For years, environmentalists and the energy industry have argued over the best way to cut greenhouse-gas emissions. Environmentalists have long favored renewable energy and energy efficiency, plus strict limits on carbon emissions. Meanwhile, the energy industry’s solutions tend to focus on ways to reduce emissions from traditional fossil-fuel power.
But the fact is, the climate challenge is so large that we need to consider all energy options that accelerate our transition towards a low-carbon economy. That’s why we — one of the nation’s largest climate-solutions and nuclear risk-reduction grantmakers and one of the country’s biggest energy firms — both support four essential actions the world must take together: a limit on carbon emissions, the rapid deployment of renewables, the exploration of carbon-capture solutions, and the use of safe and secure nuclear power that does not increase the risk of nuclear weapons proliferation.
Even though our institutions differ on purpose and priorities, we can both agree that time is running out to return to a safe and stable global climate. The world’s top scientists give us a vanishingly short period of time to right the ship before climate change pushes Earth past its ecological tipping point. While the debate drags on in Washington, D.C., make no mistake: our planet has already measurably warmed. The overwhelming scientific evidence says this warming is caused by the relatively recent explosion of carbon-dioxide emissions, mainly from coal, oil and gas burned in power plants, factories and cars and trucks. These emissions trap the sun’s heat like a blanket. Since the early 1950s, carbon dioxide has been rising to levels higher than seen in several hundred thousand years, and it is rising 100 times faster than ever recorded in Earth’s history.

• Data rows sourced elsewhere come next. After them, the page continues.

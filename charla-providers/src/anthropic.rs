//! Anthropic Messages API client

use async_trait::async_trait;
use charla_core::config::ProviderConfig;
use charla_core::utils::truncate;
use reqwest::Client;
use serde::Deserialize;
use tracing::{debug, error, info};

use crate::base::{
    CompletionProvider, CompletionRequest, CompletionResponse, ProviderError, ProviderResult,
};

/// Values shipped in sample env files that must never reach the endpoint
const PLACEHOLDER_KEYS: &[&str] = &[
    "tu_api_key_aqui",
    "your_api_key_here",
    "your-api-key",
    "sk-ant-...",
    "changeme",
];

/// Error envelope returned on non-2xx responses
#[derive(Debug, Deserialize)]
struct ErrorEnvelope {
    error: ErrorBody,
}

#[derive(Debug, Deserialize)]
struct ErrorBody {
    #[serde(default)]
    message: String,
}

/// Anthropic provider client
pub struct AnthropicClient {
    client: Client,
    api_base: String,
    api_key: Option<String>,
    anthropic_version: String,
}

impl AnthropicClient {
    /// Create a new Anthropic client
    pub fn new(api_key: Option<String>, api_base: Option<String>) -> Self {
        let api_base = api_base
            .filter(|base| !base.trim().is_empty())
            .unwrap_or_else(|| "https://api.anthropic.com".to_string());

        Self {
            client: Client::new(),
            api_base: api_base.trim_end_matches('/').to_string(),
            api_key,
            anthropic_version: "2023-06-01".to_string(),
        }
    }

    /// Build a client from the `provider` config section
    pub fn from_config(config: &ProviderConfig) -> Self {
        let api_key = Some(config.api_key.clone()).filter(|key| !key.trim().is_empty());
        let mut client = Self::new(api_key, Some(config.api_base.clone()));
        client.anthropic_version = config.anthropic_version.clone();
        client
    }

    /// Whether a usable key is configured
    pub fn is_configured(&self) -> bool {
        self.checked_key().is_ok()
    }

    fn checked_key(&self) -> ProviderResult<&str> {
        let key = self.api_key.as_deref().map(str::trim).unwrap_or_default();
        if key.is_empty() {
            return Err(ProviderError::ConfigError(
                "Anthropic API key is not configured. Set ANTHROPIC_API_KEY or provider.api_key in config.json".to_string(),
            ));
        }
        if PLACEHOLDER_KEYS.iter().any(|p| key.eq_ignore_ascii_case(p)) {
            return Err(ProviderError::ConfigError(
                "Anthropic API key is still the placeholder value. Replace it with a real key"
                    .to_string(),
            ));
        }
        Ok(key)
    }

    fn endpoint(&self) -> String {
        format!("{}/v1/messages", self.api_base)
    }

    fn api_error(status: u16, body: &str) -> ProviderError {
        let message = serde_json::from_str::<ErrorEnvelope>(body)
            .ok()
            .map(|envelope| envelope.error.message)
            .filter(|m| !m.is_empty())
            .unwrap_or_else(|| truncate(body.trim(), 200));
        ProviderError::ApiError { status, message }
    }
}

#[async_trait]
impl CompletionProvider for AnthropicClient {
    async fn complete(&self, request: CompletionRequest) -> ProviderResult<CompletionResponse> {
        let api_key = self.checked_key()?;
        let url = self.endpoint();

        info!(
            "Anthropic request to {} model={} turns={}",
            url,
            request.model,
            request.messages.len()
        );

        let response = self
            .client
            .post(&url)
            .header("x-api-key", api_key)
            .header("anthropic-version", &self.anthropic_version)
            .json(&request)
            .send()
            .await?;

        let status = response.status();
        let body = response.text().await?;

        if !status.is_success() {
            error!(
                "Anthropic error {}: {}",
                status.as_u16(),
                truncate(&body, 500)
            );
            return Err(Self::api_error(status.as_u16(), &body));
        }

        let value: serde_json::Value = serde_json::from_str(&body).map_err(|e| {
            ProviderError::InvalidResponse(format!("response body is not JSON: {}", e))
        })?;
        let parsed = CompletionResponse::from_value(&value);
        debug!(
            "Anthropic response: {} blocks, stop_reason={:?}",
            parsed.content.len(),
            parsed.stop_reason
        );
        Ok(parsed)
    }

    fn name(&self) -> &str {
        "anthropic"
    }
}
//! Core types and traits for charla
//!
//! This crate provides the error type, configuration, logging setup and
//! the session/auth state shared by the other charla components.

pub mod auth;
pub mod config;
pub mod error;
pub mod logging;
pub mod utils;

pub use auth::{Session, SessionManager};
pub use error::{Error, Result};
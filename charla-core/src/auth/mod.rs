//! Login state for the chat client
//!
//! A single [`Session`] is validated against a static credential table,
//! persisted through a [`SessionStore`] and restored at startup.

pub mod credentials;
pub mod manager;
pub mod session;
pub mod store;

pub use credentials::{Authenticator, Credential, StaticAuthenticator, CREDENTIALS};
pub use manager::SessionManager;
pub use session::Session;
pub use store::{FileSessionStore, MemorySessionStore, SessionStore, SESSION_KEY};
//! Configuration validation rules.

use super::schema::Config;

/// Validate configuration and return aggregated validation errors.
///
/// The API key is not checked here; a missing key is reported
/// when a message is sent so the user can still log in and see the error.
pub fn validate_config(config: &Config) -> crate::Result<()> {
    let mut errors = Vec::new();

    if config.chat.model.trim().is_empty() {
        errors.push("chat.model must not be empty".to_string());
    }
    if config.chat.max_tokens == 0 {
        errors.push("chat.max_tokens must be > 0".to_string());
    }
    if !(0.0..=1.0).contains(&config.chat.temperature) {
        errors.push("chat.temperature must be in [0.0, 1.0]".to_string());
    }
    if config.provider.api_base.trim().is_empty() {
        errors.push("provider.api_base must not be empty".to_string());
    }
    if config.provider.anthropic_version.trim().is_empty() {
        errors.push("provider.anthropic_version must not be empty".to_string());
    }

    if errors.is_empty() {
        Ok(())
    } else {
        Err(crate::Error::Validation(errors.join("; ")))
    }
}
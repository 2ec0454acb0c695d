//! CLI entry point for charla

mod input;
mod tui;

use anyhow::Result;
use charla_chat::{ChatSettings, Conversation, SubmitOutcome};
use charla_core::config::{Config, ConfigLoader};
use charla_core::logging::{init_logging, LogTarget};
use charla_core::SessionManager;
use charla_providers::AnthropicClient;
use clap::{Parser, Subcommand};
use console::style;
use dialoguer::{Input, Password};
use indicatif::{ProgressBar, ProgressStyle};
use std::path::PathBuf;
use std::sync::Arc;
use std::time::Duration;
use tracing::{info, warn};

use crate::tui::ChatExit;

const LOGIN_ATTEMPTS: usize = 3;

#[derive(Parser)]
#[command(name = "charla")]
#[command(about = "Terminal chat client for the Anthropic Messages API")]
#[command(version)]
struct Cli {
    #[command(subcommand)]
    command: Commands,

    /// Configuration directory
    #[arg(short, long, global = true)]
    config_dir: Option<PathBuf>,
}

#[derive(Subcommand)]
enum Commands {
    /// Log in and save the session
    Login {
        #[arg(short, long)]
        username: Option<String>,
        #[arg(short, long)]
        password: Option<String>,
    },
    /// Remove the saved session
    Logout,
    /// Show the current user and endpoint configuration
    Status,
    /// Send a single message and print the reply
    Ask {
        /// Message to send
        #[arg(short, long)]
        message: String,
    },
    /// Open the interactive chat view
    Chat,
}

#[tokio::main]
async fn main() -> Result<()> {
    let cli = Cli::parse();

    let config_loader = if let Some(dir) = cli.config_dir {
        ConfigLoader::with_dir(dir)
    } else {
        ConfigLoader::new()
    };
    let config = config_loader.load()?;

    let target = match cli.command {
        Commands::Chat => LogTarget::FileOnly,
        _ => LogTarget::Console,
    };
    let _log_guard = init_logging(&config.logging, target);

    // restores any saved session
    let session = SessionManager::from_config(&config, config_loader.config_dir());

    match cli.command {
        Commands::Login { username, password } => {
            info!("Running login command");
            run_login(&session, username, password).await?;
        }
        Commands::Logout => {
            info!("Running logout command");
            session.logout();
            println!("{}", style("Logged out.").green());
        }
        Commands::Status => run_status(&config, &config_loader, &session),
        Commands::Ask { message } => {
            info!("Running ask command");
            run_ask(&config, &session, &message).await?;
        }
        Commands::Chat => {
            info!("Starting chat");
            run_chat(&config, &session).await?;
        }
    }

    Ok(())
}

fn build_conversation(config: &Config) -> Conversation {
    let provider = Arc::new(AnthropicClient::from_config(&config.provider));
    Conversation::new(provider, ChatSettings::from(&config.chat))
}

async fn login_with_spinner(session: &SessionManager, username: &str, password: &str) -> bool {
    let spinner = ProgressBar::new_spinner();
    if let Ok(spinner_style) = ProgressStyle::with_template("{spinner:.cyan} {msg}") {
        spinner.set_style(spinner_style);
    }
    spinner.set_message("Checking credentials...");
    spinner.enable_steady_tick(Duration::from_millis(80));

    let ok = session.login(username, password).await;
    spinner.finish_and_clear();
    ok
}

/// Prompt for credentials until a login succeeds or attempts run out
async fn interactive_login(session: &SessionManager, attempts: usize) -> Result<bool> {
    for attempt in 1..=attempts {
        let username: String = Input::new().with_prompt("Username").interact_text()?;
        let password = Password::new().with_prompt("Password").interact()?;

        if login_with_spinner(session, &username, &password).await {
            return Ok(true);
        }
        warn!("Login attempt {}/{} failed", attempt, attempts);
        println!("{}", style("Invalid username or password.").red());
    }
    Ok(false)
}

async fn run_login(
    session: &SessionManager,
    username: Option<String>,
    password: Option<String>,
) -> Result<()> {
    let ok = match (username, password) {
        (Some(username), Some(password)) => {
            login_with_spinner(session, &username, &password).await
        }
        (Some(username), None) => {
            let password = Password::new().with_prompt("Password").interact()?;
            login_with_spinner(session, &username, &password).await
        }
        _ => interactive_login(session, LOGIN_ATTEMPTS).await?,
    };

    if !ok {
        anyhow::bail!("Invalid username or password");
    }

    let user = session.username().unwrap_or_default();
    println!("{} {}", style("Logged in as").green(), style(user).bold());
    Ok(())
}

fn run_status(config: &Config, loader: &ConfigLoader, session: &SessionManager) {
    println!("{}", style("charla status").bold().cyan());
    println!("Config dir: {}", loader.config_dir().display());

    match session.current() {
        Some(current) => println!(
            "User:       {} ({})",
            style(&current.username).green(),
            current.email.as_deref().unwrap_or("no email")
        ),
        None => println!("User:       {}", style("not logged in").yellow()),
    }

    println!("Model:      {}", config.chat.model);
    println!("Endpoint:   {}", config.provider.api_base);
    let key_state = if AnthropicClient::from_config(&config.provider).is_configured() {
        style("configured").green()
    } else {
        style("missing").red()
    };
    println!("API key:    {}", key_state);
}

async fn run_ask(config: &Config, session: &SessionManager, message: &str) -> Result<()> {
    if !session.is_authenticated() {
        anyhow::bail!("Not logged in. Run `charla login` first");
    }

    let conversation = build_conversation(config);
    match conversation.submit(message).await {
        SubmitOutcome::Replied(reply) => {
            println!("{}", reply.content);
            Ok(())
        }
        SubmitOutcome::Failed(failure) => {
            anyhow::bail!("{}", failure.message)
        }
        SubmitOutcome::Ignored => anyhow::bail!("Message is empty"),
        SubmitOutcome::Discarded => anyhow::bail!("Conversation closed before the reply arrived"),
    }
}

async fn run_chat(config: &Config, session: &SessionManager) -> Result<()> {
    if !session.is_authenticated() {
        println!("{}", style("Please log in to start chatting.").cyan());
        if !interactive_login(session, LOGIN_ATTEMPTS).await? {
            anyhow::bail!("Too many failed login attempts");
        }
    }

    let conversation = build_conversation(config);
    match tui::run_chat(&conversation, session).await? {
        ChatExit::LoggedOut => println!("{}", style("Logged out.").green()),
        ChatExit::Quit => {}
    }
    Ok(())
}
//! Conversation state and the request cycle with the completion endpoint

use charla_core::utils::truncate;
use charla_core::SessionManager;
use charla_providers::{CompletionProvider, CompletionRequest, ProviderError, Role};
use parking_lot::Mutex;
use std::sync::Arc;
use tracing::{debug, info, warn};

use crate::message::Message;
use crate::settings::ChatSettings;

/// Shown when the underlying error carries no usable message
pub const GENERIC_FAILURE: &str =
    "Could not reach the assistant. Check your API key and network connection.";

/// Which kind of problem stopped a request
#[derive(Debug, Clone, Copy, PartialEq, Eq)]
pub enum FailureKind {
    /// Missing or placeholder endpoint credential; fix config and retry
    Configuration,
    /// Network failure, non-2xx or unreadable response; retry
    Transport,
}

/// A user-visible request failure
#[derive(Debug, Clone, PartialEq, Eq)]
pub struct ChatFailure {
    pub kind: FailureKind,
    pub message: String,
}

impl ChatFailure {
    pub fn new(kind: FailureKind, message: impl Into<String>) -> Self {
        let message = message.into();
        let message = if message.trim().is_empty() {
            GENERIC_FAILURE.to_string()
        } else {
            message
        };
        Self { kind, message }
    }

    fn from_provider(err: &ProviderError) -> Self {
        let kind = if err.is_configuration() {
            FailureKind::Configuration
        } else {
            FailureKind::Transport
        };
        let message = match err {
            ProviderError::ApiError { message, .. } if message.trim().is_empty() => String::new(),
            other => other.to_string(),
        };
        Self::new(kind, message)
    }
}

impl std::fmt::Display for ChatFailure {
    fn fmt(&self, f: &mut std::fmt::Formatter<'_>) -> std::fmt::Result {
        f.write_str(&self.message)
    }
}

/// What a call to [`Conversation::submit`] did
#[derive(Debug, Clone, PartialEq, Eq)]
pub enum SubmitOutcome {
    /// Blank input, a request already in flight, or a closed conversation
    Ignored,
    /// The assistant reply that was appended
    Replied(Message),
    /// The request failed; the user message stays in history
    Failed(ChatFailure),
    /// The conversation was closed before the reply arrived
    Discarded,
}

/// Everything the presentation layer renders
#[derive(Debug, Clone)]
pub struct ChatView {
    pub messages: Vec<Message>,
    pub is_sending: bool,
    pub error: Option<String>,
    pub username: Option<String>,
    pub is_authenticated: bool,
}
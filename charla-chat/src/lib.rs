//! Conversation logic for charla
//!
//! Owns the message history, assembles completion requests from it and
//! folds the provider's reply (or failure) back into renderable state.

pub mod conversation;
pub mod message;
pub mod settings;

pub use conversation::{ChatFailure, ChatView, Conversation, FailureKind, SubmitOutcome};
pub use message::Message;
pub use settings::ChatSettings;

The result is that we are beginning to irreversibly alter our atmosphere and climate. The early consequences are already coming into view: more extreme heat waves, increasingly violent storms, melting of Arctic ice, coastal flooding, loss of agricultural productivity and the spread of heat-related diseases. Left unchecked, global warming will wreak havoc on our economy, health and national security.
To avoid our worst fate, we must quickly reduce the amount of carbon dioxide accumulating from the burning of fossil fuels. Here is how we do that: reducing energy demand, using low carbon energy sources, scrubbing the carbon out of fossil fuels and extracting carbon dioxide from the atmosphere. The world’s scientific bodies suggest we must employ all these approaches at large scale over the next few decades to avoid catastrophic climate impacts.